Background: Previous studies have shown the Endoscopic Ulstrasonongraphy (EUS) is
very sensitive for the detection of morphologic abnormailities due to chronic pancreatitis.
Unfortunately there are uncertainities about the specificity of EUS findings, particularly
in the early stages of chronic pancreatitis. Since the “gold standard” for the diagnosis
of chronic pancreatitis (tissue diagnosis) is lacking, one way to validate findings
is to do clinical follow up. Aim: Our aim is to understand if in a clinical context
suspect for chronic pancreatitis, patients who have a normal ERCP but an EUS that
shows features of chronic pancreatitis, will develop imagilogic or clinical characteristic
features of chronic pancreatitis, comfirming a higher sensitivity of EUS, or on the
other hand, if they have false positive EUS for chronic pancreatitis. Method: In a
retrospective review of the EUS database from a 4-year period (January of 1996 - Dec
1999), we found 240 patients less than 65 years old and clinical symptoms suggestive
of chronic pancreatitis that had both EUS and ERCP. Patients with malignancy were
excluded. Of these 240 patients, 48 (20%) had discrepancy between EUS and ERCP findings,
withy normal ERCP but EUS features of moderate/high probability for chronic pancreatitis
(>3 features on EUS). Chart review or contact by phone was used to document pancreatitis.

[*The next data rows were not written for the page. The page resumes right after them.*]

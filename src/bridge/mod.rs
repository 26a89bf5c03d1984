//! Asynchronous message bridge between the four execution contexts.
//!
//! Contexts hold no references to each other; every interaction is a typed
//! request/response round-trip or a broadcast event on this bridge. Requests
//! are bounded by a client-side timeout after which the caller treats the
//! peer as failed. Liveness between dashboard and engine is maintained by
//! periodic probe/acknowledge events, independent of any single request's
//! timeout.

mod catalog;

pub use catalog::{BridgeEvent, BridgeRequest, BridgeResponse, Context};

use std::collections::HashMap;
use std::sync::atomic::{AtomicBool, Ordering};
use std::sync::{Arc, Mutex, RwLock};
use std::time::{Duration, Instant};

use tokio::sync::{broadcast, mpsc, oneshot};
use tracing::{debug, warn};

use crate::error::{EngineError, Result};

/// Queue depth per registered context.
const ENDPOINT_QUEUE: usize = 64;
/// Broadcast buffer; slow subscribers miss old events rather than block.
const EVENT_BUFFER: usize = 256;

/// A request paired with its one-shot reply channel.
pub struct Envelope {
    pub request: BridgeRequest,
    pub reply: oneshot::Sender<BridgeResponse>,
}

/// The bridge itself: endpoint registry plus event fan-out.
pub struct Bridge {
    endpoints: RwLock<HashMap<Context, mpsc::Sender<Envelope>>>,
    events: broadcast::Sender<BridgeEvent>,
    request_timeout: Duration,
}

impl Bridge {
    pub fn new(request_timeout: Duration) -> Arc<Self> {
        let (events, _) = broadcast::channel(EVENT_BUFFER);
        Arc::new(Self {
            endpoints: RwLock::new(HashMap::new()),
            events,
            request_timeout,
        })
    }

    /// Register a context, returning its request inbox. Re-registering
    /// replaces the previous endpoint (a reloaded context supersedes the
    /// dead one).
    pub fn register(&self, context: Context) -> mpsc::Receiver<Envelope> {
        let (tx, rx) = mpsc::channel(ENDPOINT_QUEUE);
        self.endpoints
            .write()
            .expect("bridge endpoint registry poisoned")
            .insert(context, tx);
        debug!(?context, "context registered on bridge");
        rx
    }

    pub fn is_registered(&self, context: Context) -> bool {
        self.endpoints
            .read()
            .expect("bridge endpoint registry poisoned")
            .contains_key(&context)
    }

    /// Send a request to a context and await its response, bounded by the
    /// bridge timeout.
    pub async fn request(
        &self,
        context: Context,
        request: BridgeRequest,
    ) -> Result<BridgeResponse> {
        let sender = {
            let endpoints = self
                .endpoints
                .read()
                .expect("bridge endpoint registry poisoned");
            endpoints.get(&context).cloned()
        };
        let Some(sender) = sender else {
            return Err(EngineError::BridgeDisconnected(format!(
                "no endpoint for {context:?}"
            )));
        };

        let kind = request.kind();
        let (reply_tx, reply_rx) = oneshot::channel();
        sender
            .send(Envelope {
                request,
                reply: reply_tx,
            })
            .await
            .map_err(|_| {
                EngineError::BridgeDisconnected(format!("{context:?} inbox closed ({kind})"))
            })?;

        match tokio::time::timeout(self.request_timeout, reply_rx).await {
            Ok(Ok(response)) => Ok(response),
            Ok(Err(_)) => Err(EngineError::BridgeDisconnected(format!(
                "{context:?} dropped reply for {kind}"
            ))),
            Err(_) => Err(EngineError::BridgeTimeout(self.request_timeout)),
        }
    }

    /// Fire-and-forget broadcast to every subscriber.
    pub fn broadcast(&self, event: BridgeEvent) {
        // No subscribers is fine; events are advisory.
        let _ = self.events.send(event);
    }

    pub fn subscribe(&self) -> broadcast::Receiver<BridgeEvent> {
        self.events.subscribe()
    }
}

/// Dashboard-side liveness state over the bridge.
#[derive(Clone)]
pub struct LivenessMonitor {
    disconnected: Arc<AtomicBool>,
    last_ack: Arc<Mutex<Instant>>,
}

impl LivenessMonitor {
    pub fn is_disconnected(&self) -> bool {
        self.disconnected.load(Ordering::SeqCst)
    }
}

/// Spawn the dashboard-side probe loop: emit `Probe` on a fixed interval and
/// flip to disconnected when no `ProbeAck` lands within the window.
pub fn spawn_liveness_probe(
    bridge: Arc<Bridge>,
    interval: Duration,
    window: Duration,
) -> LivenessMonitor {
    let monitor = LivenessMonitor {
        disconnected: Arc::new(AtomicBool::new(false)),
        last_ack: Arc::new(Mutex::new(Instant::now())),
    };

    // Ack listener.
    {
        let monitor = monitor.clone();
        let mut events = bridge.subscribe();
        tokio::spawn(async move {
            while let Ok(event) = events.recv().await {
                if matches!(event, BridgeEvent::ProbeAck) {
                    *monitor.last_ack.lock().expect("liveness clock poisoned") = Instant::now();
                    monitor.disconnected.store(false, Ordering::SeqCst);
                }
            }
        });
    }

    // Probe ticker.
    {
        let monitor = monitor.clone();
        let bridge = bridge.clone();
        tokio::spawn(async move {
            let mut ticker = tokio::time::interval(interval);
            loop {
                ticker.tick().await;
                bridge.broadcast(BridgeEvent::Probe);
                let elapsed = monitor
                    .last_ack
                    .lock()
                    .expect("liveness clock poisoned")
                    .elapsed();
                if elapsed > window && !monitor.disconnected.swap(true, Ordering::SeqCst) {
                    warn!(?elapsed, "bridge liveness window elapsed without ack");
                    bridge.broadcast(BridgeEvent::ConnectionLost);
                }
            }
        });
    }

    monitor
}

/// Spawn the engine-side responder that answers every `Probe` with a
/// `ProbeAck`.
pub fn spawn_probe_responder(bridge: Arc<Bridge>) {
    let mut events = bridge.subscribe();
    tokio::spawn(async move {
        while let Ok(event) = events.recv().await {
            if matches!(event, BridgeEvent::Probe) {
                bridge.broadcast(BridgeEvent::ProbeAck);
            }
        }
    });
}

#[cfg(test)]
mod tests {
    use super::*;

    fn test_bridge() -> Arc<Bridge> {
        Bridge::new(Duration::from_millis(200))
    }

    #[tokio::test]
    async fn request_round_trips_through_registered_endpoint() {
        let bridge = test_bridge();
        let mut inbox = bridge.register(Context::Page);

        tokio::spawn(async move {
            while let Some(envelope) = inbox.recv().await {
                assert_eq!(envelope.request.kind(), "probe_readiness");
                let _ = envelope.reply.send(BridgeResponse::Ready { ready: true });
            }
        });

        let response = bridge
            .request(Context::Page, BridgeRequest::ProbeReadiness)
            .await
            .unwrap();
        assert!(matches!(response, BridgeResponse::Ready { ready: true }));
    }

    #[tokio::test]
    async fn request_to_unregistered_context_fails_fast() {
        let bridge = test_bridge();
        let err = bridge
            .request(Context::Page, BridgeRequest::ProbeReadiness)
            .await
            .unwrap_err();
        assert!(matches!(err, EngineError::BridgeDisconnected(_)));
    }

    #[tokio::test]
    async fn unanswered_request_times_out() {
        let bridge = test_bridge();
        // Endpoint registered but never serviced; keep the receiver alive so
        // the send succeeds and only the reply is missing.
        let _inbox = bridge.register(Context::Page);
        let err = bridge
            .request(Context::Page, BridgeRequest::Snapshot)
            .await
            .unwrap_err();
        assert!(matches!(err, EngineError::BridgeTimeout(_)));
    }

    #[tokio::test]
    async fn liveness_flags_disconnect_without_acks() {
        let bridge = test_bridge();
        let monitor = spawn_liveness_probe(
            bridge.clone(),
            Duration::from_millis(10),
            Duration::from_millis(30),
        );
        assert!(!monitor.is_disconnected());
        tokio::time::sleep(Duration::from_millis(120)).await;
        assert!(monitor.is_disconnected());
    }

    #[tokio::test]
    async fn liveness_stays_connected_while_acks_flow() {
        let bridge = test_bridge();
        spawn_probe_responder(bridge.clone());
        let monitor = spawn_liveness_probe(
            bridge.clone(),
            Duration::from_millis(10),
            Duration::from_millis(50),
        );
        tokio::time::sleep(Duration::from_millis(150)).await;
        assert!(!monitor.is_disconnected());
    }
}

Patients were asked if they were diagnosed with pancreatitis. If they responded yes,
two questions were asked verbatim without coaxing. These questions included when the
diagnosis was made and how. Results: 48 Patients (Female 34; mean age 42 (range 19
- 62 years) were reviewed. The average follow-up time was 8.4 years (range 7 - 9.6
years). 29/48 (60%) patients were contacted or chart reviewed, 19 were lost to follow-up.
Of those suspected of having early chronic pancreatitis in which EUS was the only
abnormality, 55% progressed clincially such that the diagnosis could be established.
13/29 (45%) of the patients did not have a diagnosis of pancreatitis on follow-up.
Conclusion: EUS can be used in the preliminary diagnosis of pancreatitis. Before 2001
years ago, we use 3 or more criteria on EUS to diagnose chronic pancreatitis. We decided
based on histology and the fact that we would rather have a higher specificity rather
than sensitivity to label patients as “chronic pancreatitis”, we changed our criteria
from 3 or more to 5 or more. Thus, some of the 45% that did not evolve into clear
chronic pancreatitis may have been read as normal by todays criteria.